Bridging the knowledge gap

Candace Neveau wants us to know that there is no such thing as a stupid question.

She’s the owner of Thunderbird Rock, a walking-tour company in Sault Ste. Marie, Ontario, and she leads groups through her hometown with the intent to enlighten, engage, and educate on the experiences of First Nation people in the region.

Even though the Aboriginal population is over 10 percent of Sault Ste. Marie’s total, there remains a huge knowledge gap — so Candace launched her walking tours a year ago to give tourists, students and locals a chance to pose the questions that are often hard to ask. “We speak from our heart, from spirit,” she says. “Sometimes it might be scary but it’s important to ask rather than be unaware.”

The town of almost 75,000 looks over the St. Marys River — a vital waterway between the Great Lakes — to Sault Ste. Marie, Michigan, its twin U.S. city just across the water. Colloquially called the ‘Soo’ (in the Ojibwe language the area is called Baawiting, meaning, “of the rapids”), the First Nation people indigenous to this region of southern Ontario spent generations fending off missionaries, traders, and soldiers before a Canadian-American treaty drew its own borderlines following the War of 1812.

But many moons before that, the Ojibwe, of the Anishinaabe tribe, told their tale of how the North American continent — which they named Turtle Island — was born. “My ancestors have been in Sault Ste. Marie since the beginning of time,” says Candace. “It is amazing where we are at in time, because the settlers came to Turtle Island and we are all here for a reason. And that’s to figure something out together.”

Candace’s goal with Thunderbird Rock is to create ‘a walk between two worlds.’ The route runs along the town’s waterfront that symbolically connects traditional First Nation culture with a native perspective on life in present-day Sault Ste. Marie. “It’s all metaphor,” she says. “Ojibwe is such a descriptive language with a lot of metaphor. When I start my tour, I say, ‘I am just like a tree. My roots dig so deep in the ground you can’t even see them. This is my home, our grounds.’”

“ We are all here for a reason.
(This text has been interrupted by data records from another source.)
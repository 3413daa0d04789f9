//! Symbol/type bridge.
//!
//! Wraps the VWP metadata commands with per-session caches and a graceful
//! degradation contract: a missing or failed lookup is `None`, never an error
//! that could abort a translation or a stack trace. Negative results are
//! cached too, so a function the VM has no debug data for is only asked about
//! once.

use std::collections::HashMap;

use parking_lot::Mutex;
use vela_vdwp::{FunctionInfo, LineTableEntry, Location, TypeDesc, TypeInfo, VwpClient};

pub struct SymbolBridge {
    client: VwpClient,
    functions: Mutex<HashMap<u64, Option<FunctionInfo>>>,
    line_tables: Mutex<HashMap<u64, Option<Vec<LineTableEntry>>>>,
    types: Mutex<HashMap<TypeDesc, Option<TypeInfo>>>,
}

impl SymbolBridge {
    pub fn new(client: VwpClient) -> Self {
        Self {
            client,
            functions: Mutex::new(HashMap::new()),
            line_tables: Mutex::new(HashMap::new()),
            types: Mutex::new(HashMap::new()),
        }
    }

    async fn function_info(&self, function_id: u64) -> Option<FunctionInfo> {
        if let Some(cached) = self.functions.lock().get(&function_id) {
            return cached.clone();
        }
        let fetched = self.client.function_info(function_id).await.ok();
        if fetched.is_none() {
            tracing::debug!(target: "vela.dap.bridge", function_id, "no function metadata");
        }
        self.functions.lock().insert(function_id, fetched.clone());
        fetched
    }

    async fn line_table(&self, function_id: u64) -> Option<Vec<LineTableEntry>> {
        if let Some(cached) = self.line_tables.lock().get(&function_id) {
            return cached.clone();
        }
        let fetched = self.client.line_table(function_id).await.ok();
        self.line_tables.lock().insert(function_id, fetched.clone());
        fetched
    }

    async fn type_info(&self, type_desc: TypeDesc) -> Option<TypeInfo> {
        if let Some(cached) = self.types.lock().get(&type_desc) {
            return cached.clone();
        }
        let fetched = self.client.type_info(type_desc).await.ok();
        if fetched.is_none() {
            tracing::debug!(target: "vela.dap.bridge", type_desc, "no type metadata");
        }
        self.types.lock().insert(type_desc, fetched.clone());
        fetched
    }

    pub async fn function_name_of(&self, function_id: u64) -> Option<String> {
        self.function_info(function_id).await.map(|info| info.name)
    }

    /// Map a runtime location back to `(file, line)`.
    ///
    /// The line is the last line-table entry at or before the code index,
    /// matching how the compiler lays entries out.
    pub async fn source_location_of(&self, location: Location) -> Option<(String, u32)> {
        let info = self.function_info(location.function_id).await?;
        let table = self.line_table(location.function_id).await?;
        let line = table
            .iter()
            .filter(|entry| entry.code_index <= location.code_index)
            .max_by_key(|entry| entry.code_index)
            .map(|entry| entry.line)?;
        Some((info.source_file, line))
    }

    pub async fn type_name_of(&self, type_desc: TypeDesc) -> Option<String> {
        self.type_info(type_desc).await.map(|info| info.name)
    }

    /// Declared fields of a record type, in declaration order.
    pub async fn declared_field_types(&self, type_desc: TypeDesc) -> Option<Vec<(String, String)>> {
        self.type_info(type_desc).await.map(|info| info.fields)
    }
}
To figure something out together.”

The issues that First Nation people face today are mired in a centuries-long chronicle of discrimination and struggle. “We had a residential school in Sault Ste. Marie,” Candace explains, “and a lot of people go through genocidal trauma. It’s been quite the journey of racism and mistreatments. There’s addiction. An identity crisis. A lot of First Nation people are unaware of their actual roots because of the assimilation process."
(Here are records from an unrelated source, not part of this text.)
use crate::{
    codec::{encode_command, encode_reply, VwpReader, VwpWriter, HANDSHAKE, HEADER_LEN},
    types::{
        EvalOutcome, FrameInfo, FunctionInfo, LineTableEntry, Location, NamedValue, ObjectId,
        ObjectSummary, RequestId, StepDepth, ThreadId, TypeDesc, TypeInfo, VwpValue,
        ERROR_INVALID_EVENT_REQUEST, ERROR_INVALID_FRAME, ERROR_INVALID_FUNCTION,
        ERROR_INVALID_OBJECT, ERROR_INVALID_THREAD, ERROR_INVALID_TYPE,
        ERROR_THREAD_NOT_SUSPENDED, EVENT_KIND_BREAKPOINT, EVENT_KIND_EXCEPTION,
        EVENT_KIND_FUNCTION_ENTRY, EVENT_KIND_SINGLE_STEP, EVENT_KIND_THREAD_DEATH,
        EVENT_KIND_VM_EXIT, SUSPEND_POLICY_EVENT_THREAD, SUSPEND_POLICY_NONE,
    },
};

#[derive(Clone, Debug, Default)]
pub struct MockVmConfig {
    /// Reply delays keyed by `(command_set, command)`.
    ///
    /// The server still accepts and answers other commands while a delayed
    /// reply is pending.
    pub delayed_replies: Vec<DelayedReply>,
}

#[derive(Clone, Debug)]
pub struct DelayedReply {
    pub command_set: u8,
    pub command: u8,
    pub delay: Duration,
}

/// An event request the debugger registered via `EventRequest.Set`, as the
/// mock recorded it.
#[derive(Debug, Clone, PartialEq)]
pub struct MockEventRequest {
    pub event_kind: u8,
    pub suspend_policy: u8,
    pub request_id: RequestId,
    pub modifiers: Vec<MockModifier>,
}

#[derive(Debug, Clone, PartialEq)]
pub enum MockModifier {
    LocationOnly {
        location: Location,
    },
    Step {
        thread: ThreadId,
        depth: StepDepth,
    },
    ExceptionMatch {
        type_name: String,
        uncaught_only: bool,
    },
    FunctionMatch {
        name: String,
    },
    Unknown(u8),
}

/// One event the mock should deliver when the debuggee is resumed.
///
/// Request ids are resolved at emission time against the currently registered
/// event requests; an event with no matching live request is dropped, like a
/// real VM that has nothing armed at that location.
#[derive(Debug, Clone)]
pub enum ScriptEvent {
    BreakpointAt {
        thread: ThreadId,
        location: Location,
    },
    StepAt {
        thread: ThreadId,
        location: Location,
    },
    FunctionEntry {
        thread: ThreadId,
        name: String,
        location: Location,
    },
    Exception {
        thread: ThreadId,
        exception: VwpValue,
        type_name: String,
        uncaught: bool,
        location: Location,
    },
    ThreadDeath {
        thread: ThreadId,
    },
    VmExit {
        code: i32,
    },
}

/// What happens on the next resume: optional state mutations, then one
/// composite event packet.
#[derive(Debug, Clone, Default)]
pub struct ScriptTurn {
    /// Replace these threads' stacks before emitting (used to simulate the
    /// debuggee moving between stops).
    pub set_frames: Vec<(ThreadId, Vec<FrameInfo>)>,
    pub events: Vec<ScriptEvent>,
}

impl ScriptTurn {
    pub fn emit(events: Vec<ScriptEvent>) -> Self {
        Self {
            set_frames: Vec::new(),
            events,
        }
    }
}

#[derive(Debug, Clone, Default)]
struct MockObject {
    summary: Option<ObjectSummary>,
    children: Vec<NamedValue>,
}

pub struct MockVm {
    addr: SocketAddr,
    shutdown: CancellationToken,
    state: Arc<State>,
}

impl MockVm {
    pub async fn spawn() -> std::io::Result<Self> {
        Self::spawn_with_config(MockVmConfig::default()).await
    }

    pub async fn spawn_with_config(config: MockVmConfig) -> std::io::Result<Self> {
        let addr = SocketAddr::new(IpAddr::V4(Ipv4Addr::LOCALHOST), 0);
        let listener = TcpListener::bind(addr).await?;
        let addr = listener.local_addr()?;
        let shutdown = CancellationToken::new();

        let state = Arc::new(State::new(config));
        let task_shutdown = shutdown.clone();
        let task_state = state.clone();

        tokio::spawn(async move {
            let _ = run(listener, task_state, task_shutdown).await;
        });

        Ok(Self {
            addr,
            shutdown,
            state,
        })
    }

    pub fn addr(&self) -> SocketAddr {
        self.addr
    }

    // World setup.

    pub fn add_thread(&self, thread: ThreadId, name: &str) {
        self.state.threads.lock().insert(thread, name.to_string());
    }

    pub fn set_frames(&self, thread: ThreadId, frames: Vec<FrameInfo>) {
        self.state.frames.lock().insert(thread, frames);
    }

    pub fn set_locals(&self, thread: ThreadId, frame: u64, locals: Vec<NamedValue>) {
        self.state.locals.lock().insert((thread, frame), locals);
    }

    pub fn set_globals(&self, thread: ThreadId, frame: u64, globals: Vec<NamedValue>) {
        self.state.globals.lock().insert((thread, frame), globals);
    }

    pub fn set_object(&self, id: ObjectId, summary: ObjectSummary, children: Vec<NamedValue>) {
        self.state.objects.lock().insert(
            id,
            MockObject {
                summary: Some(summary),
                children,
            },
        );
    }

    /// Register an object id that exists but cannot be introspected:
    /// `Object.Summary` and `Object.Children` reply `INVALID_OBJECT`.
    pub fn set_unreadable_object(&self, id: ObjectId) {
        self.state.unreadable_objects.lock().insert(id);
    }

    pub fn set_function(&self, function_id: u64, name: &str, source_file: &str) {
        self.state.functions.lock().insert(
            function_id,
            FunctionInfo {
                name: name.to_string(),
                source_file: source_file.to_string(),
            },
        );
    }

    pub fn set_line_table(&self, function_id: u64, entries: Vec<LineTableEntry>) {
        self.state.line_tables.lock().insert(function_id, entries);
    }

    pub fn set_type_info(&self, type_desc: TypeDesc, info: TypeInfo) {
        self.state.types.lock().insert(type_desc, info);
    }

    pub fn set_locations_for_line(&self, source_file: &str, line: u32, locations: Vec<Location>) {
        self.state
            .line_locations
            .lock()
            .insert((source_file.to_string(), line), locations);
    }

    pub fn set_eval_result(&self, expression: &str, outcome: EvalOutcome) {
        self.state
            .eval_results
            .lock()
            .insert(expression.to_string(), VecDeque::from([outcome]));
    }

    /// Queue an additional outcome for `expression`. Each evaluation consumes
    /// one queued outcome; the last one repeats once the queue is drained.
    pub fn push_eval_result(&self, expression: &str, outcome: EvalOutcome) {
        self.state
            .eval_results
            .lock()
            .entry(expression.to_string())
            .or_default()
            .push_back(outcome);
    }

    /// Queue a turn that fires when `expression` is evaluated, before its
    /// reply goes out. This is how evaluated code hitting a breakpoint is
    /// simulated: the stop event races (or outruns) the evaluation reply.
    pub fn push_eval_turn(&self, expression: &str, turn: ScriptTurn) {
        self.state
            .eval_turns
            .lock()
            .entry(expression.to_string())
            .or_default()
            .push_back(turn);
    }

    /// Mark a thread as already suspended, as after a stop event.
    pub fn suspend_thread(&self, thread: ThreadId) {
        self.state.suspended.lock().insert(thread);
    }

    // Scripted behavior.

    pub fn push_script_turn(&self, turn: ScriptTurn) {
        self.state.script.lock().push_back(turn);
    }

    pub fn push_script_events(&self, events: Vec<ScriptEvent>) {
        self.push_script_turn(ScriptTurn::emit(events));
    }

    // Inspection.

    pub fn event_requests(&self) -> Vec<MockEventRequest> {
        self.state.event_requests.lock().clone()
    }

    pub fn eval_calls(&self) -> Vec<String> {
        self.state.eval_calls.lock().clone()
    }

    pub fn vm_suspend_calls(&self) -> u32 {
        self.state.vm_suspend_calls.load(Ordering::Relaxed)
    }

    pub fn vm_resume_calls(&self) -> u32 {
        self.state.vm_resume_calls.load(Ordering::Relaxed)
    }

    pub fn thread_suspend_calls(&self) -> u32 {
        self.state.thread_suspend_calls.load(Ordering::Relaxed)
    }

    pub fn thread_resume_calls(&self) -> u32 {
        self.state.thread_resume_calls.load(Ordering::Relaxed)
    }

    pub fn dispose_calls(&self) -> u32 {
        self.state.dispose_calls.load(Ordering::Relaxed)
    }
}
In 2008, the Government of Canada issued a statement of apology to former students of Indian residential schools. It was an acknowledgement of the horrors inflicted upon Aboriginal communities in the name of western education; children were forcibly removed from their homes and shipped off to institutional schools where all native practices were forbidden.

In 2014, Thunderbird Rock received a grant from Ontario’s Summer Company program, an initiative to spur student businesses and entrepreneurial projects in the province. Candace’s dedication to her community’s issues continues through her work at Youth Social Infrastructure Collaborative (YSI), where she travels around Canada facilitating conversations about how First Nations history and spirituality can fit into a new model of social entrepreneurship. “I come from a line of entrepreneurs,” she says. “My grandparents own a commercial fishing business. And I am aware of elders in the community who are willing to help.”
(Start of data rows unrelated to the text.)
//! Value translation: VWP runtime values to the protocol-facing `Variable`
//! model.
//!
//! Dispatch is on the *runtime* tag of the value, not its declared type —
//! Vela's unions and `any` mean the declared type can be broader than what is
//! actually there. Structured values get one shallow `Object.Summary` read
//! for their display string; children stay lazy behind a
//! `variablesReference`.
//!
//! Translation never fails a request: a value the VM cannot read any more
//! (collected, detached, or an unrecognized tag from a newer VM) degrades to
//! an `unknown` variable with a sentinel display. Each such fallback is
//! logged under the `vela.dap.translate` target so introspection bugs stay
//! diagnosable.

use parking_lot::Mutex;
use serde_json::{json, Value};
use vela_vdwp::{
    canonical_float, NamedValue, ObjectId, ObjectSummary, RefTag, ThreadId, TypeDesc, VwpClient,
    VwpValue,
};

use crate::{
    bridge::SymbolBridge,
    refs::{RefTarget, VarStore},
};

/// Display sentinel for values the runtime can no longer read.
pub const UNREADABLE: &str = "<unreadable>";

#[derive(Debug, Clone, Copy, PartialEq, Eq)]
pub enum VariableKind {
    Primitive,
    Structured,
    Reference,
    Error,
    Unknown,
}

impl VariableKind {
    pub fn as_str(self) -> &'static str {
        match self {
            VariableKind::Primitive => "primitive",
            VariableKind::Structured => "structured",
            VariableKind::Reference => "reference",
            VariableKind::Error => "error",
            VariableKind::Unknown => "unknown",
        }
    }
}

#[derive(Debug, Clone, PartialEq)]
pub struct Variable {
    pub name: String,
    pub declared_type: Option<String>,
    pub kind: VariableKind,
    pub value: String,
    /// Non-zero iff the variable has lazily fetchable children.
    pub variables_reference: i64,
}

impl Variable {
    pub fn to_json(&self) -> Value {
        json!({
            "name": self.name,
            "value": self.value,
            "type": self.declared_type,
            "kind": self.kind.as_str(),
            "variablesReference": self.variables_reference,
        })
    }
}

/// One translation context: a thread at a particular suspension generation.
pub struct Translator<'a> {
    pub client: &'a VwpClient,
    pub bridge: &'a SymbolBridge,
    pub store: &'a Mutex<VarStore>,
    pub thread: ThreadId,
    pub generation: u64,
}

impl Translator<'_> {
    pub async fn translate_named(&self, named: &NamedValue) -> Variable {
        self.translate(&named.name, named.declared_type.clone(), &named.value)
            .await
    }

    pub async fn translate(
        &self,
        name: &str,
        declared_type: Option<String>,
        value: &VwpValue,
    ) -> Variable {
        match value {
            VwpValue::Nil => Variable {
                name: name.to_string(),
                declared_type,
                kind: VariableKind::Unknown,
                value: "()".to_string(),
                variables_reference: 0,
            },
            VwpValue::Bool(_)
            | VwpValue::Int(_)
            | VwpValue::Float(_)
            | VwpValue::Byte(_)
            | VwpValue::Str(_) => Variable {
                name: name.to_string(),
                declared_type,
                kind: VariableKind::Primitive,
                value: display_primitive(value),
                variables_reference: 0,
            },
            VwpValue::Ref { id, tag, type_desc } => {
                self.translate_ref(name, declared_type, *id, *tag, *type_desc)
                    .await
            }
        }
    }

    async fn translate_ref(
        &self,
        name: &str,
        declared_type: Option<String>,
        object: ObjectId,
        tag: RefTag,
        type_desc: TypeDesc,
    ) -> Variable {
        if let RefTag::Unrecognized(raw) = tag {
            tracing::debug!(
                target: "vela.dap.translate",
                object,
                tag = raw,
                "unrecognized runtime tag, rendering as unknown"
            );
            return unreadable(name, declared_type);
        }

        let summary = match self.client.object_summary(object).await {
            Ok(summary) => summary,
            Err(err) => {
                tracing::debug!(
                    target: "vela.dap.translate",
                    object,
                    ?tag,
                    %err,
                    "object summary unavailable, rendering as unknown"
                );
                return unreadable(name, declared_type);
            }
        };

        let (kind, display) = match tag {
            RefTag::Record => (
                VariableKind::Structured,
                format!(
                    "{} ({})",
                    summary.type_name,
                    count_label(summary.size, "field")
                ),
            ),
            RefTag::Map => (
                VariableKind::Structured,
                format!("map ({})", count_label(summary.size, "entry")),
            ),
            RefTag::List => (
                VariableKind::Structured,
                format!("list ({})", count_label(summary.size, "item")),
            ),
            RefTag::Tuple => (
                VariableKind::Structured,
                format!("tuple ({})", count_label(summary.size, "item")),
            ),
            RefTag::Error => (VariableKind::Error, error_display(&summary)),
            RefTag::Opaque => (
                VariableKind::Reference,
                format!("<{}>", summary.type_name),
            ),
            RefTag::Unrecognized(_) => unreachable!("handled above"),
        };

        let declared_type = declared_type.or_else(|| Some(summary.type_name.clone()));
        let variables_reference = self.store.lock().intern(
            self.thread,
            self.generation,
            RefTarget::Object {
                object,
                tag,
                type_desc,
            },
        );

        Variable {
            name: name.to_string(),
            declared_type,
            kind,
            value: display,
            variables_reference,
        }
    }

    /// Children of an object reference, per its tag.
    ///
    /// A child that cannot be translated degrades individually; a children
    /// fetch that fails outright degrades to no children, logged.
    pub async fn object_children(
        &self,
        object: ObjectId,
        tag: RefTag,
        type_desc: TypeDesc,
    ) -> Vec<Variable> {
        let children = match self.client.object_children(object, 0, 0).await {
            Ok(children) => children,
            Err(err) => {
                tracing::debug!(
                    target: "vela.dap.translate",
                    object,
                    ?tag,
                    %err,
                    "object children unavailable"
                );
                return Vec::new();
            }
        };

        match tag {
            RefTag::Record => self.record_children(type_desc, children).await,
            RefTag::Error => self.error_children(children).await,
            _ => {
                let mut out = Vec::with_capacity(children.len());
                for child in &children {
                    out.push(self.translate_named(child).await);
                }
                out
            }
        }
    }

    /// Record children keep declaration order; declared types come from the
    /// VM when present, from the type bridge otherwise.
    async fn record_children(&self, type_desc: TypeDesc, children: Vec<NamedValue>) -> Vec<Variable> {
        let declared = self.bridge.declared_field_types(type_desc).await;
        let mut out = Vec::with_capacity(children.len());
        for child in &children {
            let declared_type = child.declared_type.clone().or_else(|| {
                declared.as_ref().and_then(|fields| {
                    fields
                        .iter()
                        .find(|(name, _)| *name == child.name)
                        .map(|(_, field_type)| field_type.clone())
                })
            });
            out.push(
                self.translate(&child.name, declared_type, &child.value)
                    .await,
            );
        }
        out
    }

    /// Error children always include `message`; `cause` only when there is
    /// one.
    async fn error_children(&self, children: Vec<NamedValue>) -> Vec<Variable> {
        let mut out = Vec::with_capacity(children.len() + 1);
        let mut has_message = false;
        for child in &children {
            if child.name == "cause" && child.value == VwpValue::Nil {
                continue;
            }
            if child.name == "message" {
                has_message = true;
            }
            out.push(self.translate_named(child).await);
        }
        if !has_message {
            // The runtime omits the slot entirely for message-less errors.
            out.insert(
                0,
                self.translate("message", Some("Str".to_string()), &VwpValue::Str(String::new()))
                    .await,
            );
        }
        out
    }
}

fn unreadable(name: &str, declared_type: Option<String>) -> Variable {
    Variable {
        name: name.to_string(),
        declared_type,
        kind: VariableKind::Unknown,
        value: UNREADABLE.to_string(),
        variables_reference: 0,
    }
}

fn error_display(summary: &ObjectSummary) -> String {
    match &summary.brief {
        Some(brief) if !brief.is_empty() => format!("{}: {}", summary.type_name, brief),
        _ => summary.type_name.clone(),
    }
}

fn count_label(count: u32, noun: &str) -> String {
    if count == 1 {
        format!("1 {noun}")
    } else if noun == "entry" {
        format!("{count} entries")
    } else {
        format!("{count} {noun}s")
    }
}

/// Canonical display for primitives; floats delegate to the runtime's own
/// formatting so displays are identical to what the program would print.
pub fn display_primitive(value: &VwpValue) -> String {
    match value {
        VwpValue::Bool(v) => v.to_string(),
        VwpValue::Int(v) => v.to_string(),
        VwpValue::Float(v) => canonical_float(*v),
        VwpValue::Byte(v) => v.to_string(),
        VwpValue::Str(v) => v.clone(),
        VwpValue::Nil | VwpValue::Ref { .. } => String::new(),
    }
}

#[cfg(test)]
mod tests {
    use super::*;

    #[test]
    fn primitive_displays_match_runtime_formatting() {
        assert_eq!(display_primitive(&VwpValue::Int(42)), "42");
        assert_eq!(display_primitive(&VwpValue::Bool(false)), "false");
        assert_eq!(display_primitive(&VwpValue::Float(2.0)), "2.0");
        assert_eq!(display_primitive(&VwpValue::Float(0.5)), "0.5");
        assert_eq!(display_primitive(&VwpValue::Byte(7)), "7");
        assert_eq!(display_primitive(&VwpValue::Str("s".to_string())), "s");
    }

    #[test]
    fn count_labels_pluralize() {
        assert_eq!(count_label(1, "field"), "1 field");
        assert_eq!(count_label(2, "field"), "2 fields");
        assert_eq!(count_label(3, "entry"), "3 entries");
    }
}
As she jumps into a second summer of tours along Sault Ste. Marie’s picturesque waterfront, where the whitefish still run, Candace is looking for marketing opportunities and regional connections to help grow her endeavour. Yet her focus remains on making sure tour-takers continue to ask those hard questions. “I don’t care about making money,” she says. “I care about informing people, enlightening them, making people feel accepted. Making people realize we are all human and we all have a place here on Earth.”